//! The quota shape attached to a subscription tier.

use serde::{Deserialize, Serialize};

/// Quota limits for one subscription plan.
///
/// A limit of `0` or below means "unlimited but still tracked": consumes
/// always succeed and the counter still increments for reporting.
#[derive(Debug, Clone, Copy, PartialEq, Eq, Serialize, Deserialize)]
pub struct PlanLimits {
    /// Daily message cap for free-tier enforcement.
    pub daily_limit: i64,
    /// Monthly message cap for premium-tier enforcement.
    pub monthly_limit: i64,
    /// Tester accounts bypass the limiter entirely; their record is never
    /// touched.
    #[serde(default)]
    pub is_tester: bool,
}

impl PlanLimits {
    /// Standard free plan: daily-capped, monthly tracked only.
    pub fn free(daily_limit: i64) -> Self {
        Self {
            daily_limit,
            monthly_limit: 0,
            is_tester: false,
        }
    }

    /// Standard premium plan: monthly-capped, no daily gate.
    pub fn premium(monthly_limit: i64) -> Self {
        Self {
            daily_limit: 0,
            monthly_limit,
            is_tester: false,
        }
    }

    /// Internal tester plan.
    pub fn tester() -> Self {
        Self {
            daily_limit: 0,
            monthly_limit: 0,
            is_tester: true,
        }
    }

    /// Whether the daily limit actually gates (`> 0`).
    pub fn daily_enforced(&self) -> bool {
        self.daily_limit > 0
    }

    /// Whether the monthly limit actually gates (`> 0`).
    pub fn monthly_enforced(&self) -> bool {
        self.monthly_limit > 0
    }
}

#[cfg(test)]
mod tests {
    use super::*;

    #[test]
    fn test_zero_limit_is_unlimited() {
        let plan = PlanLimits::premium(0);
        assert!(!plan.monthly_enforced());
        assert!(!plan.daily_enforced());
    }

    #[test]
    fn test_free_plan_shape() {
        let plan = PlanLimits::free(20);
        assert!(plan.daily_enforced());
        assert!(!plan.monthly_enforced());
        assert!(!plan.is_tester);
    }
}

+-------+

[Work instruction]
The lines from the one with "no daily gate." through the end of the data above are to be set down exactly, with both boundary lines included and no other lines.

[Solution below]
    /// Standard premium plan: monthly-capped, no daily gate.
    pub fn premium(monthly_limit: i64) -> Self {
        Self {
            daily_limit: 0,
            monthly_limit,
            is_tester: false,
        }
    }

    /// Internal tester plan.
    pub fn tester() -> Self {
        Self {
            daily_limit: 0,
            monthly_limit: 0,
            is_tester: true,
        }
    }

    /// Whether the daily limit actually gates (`> 0`).
    pub fn daily_enforced(&self) -> bool {
        self.daily_limit > 0
    }

    /// Whether the monthly limit actually gates (`> 0`).
    pub fn monthly_enforced(&self) -> bool {
        self.monthly_limit > 0
    }
}

#[cfg(test)]
mod tests {
    use super::*;

    #[test]
    fn test_zero_limit_is_unlimited() {
        let plan = PlanLimits::premium(0);
        assert!(!plan.monthly_enforced());
        assert!(!plan.daily_enforced());
    }

    #[test]
    fn test_free_plan_shape() {
        let plan = PlanLimits::free(20);
        assert!(plan.daily_enforced());
        assert!(!plan.monthly_enforced());
        assert!(!plan.is_tester);
    }
}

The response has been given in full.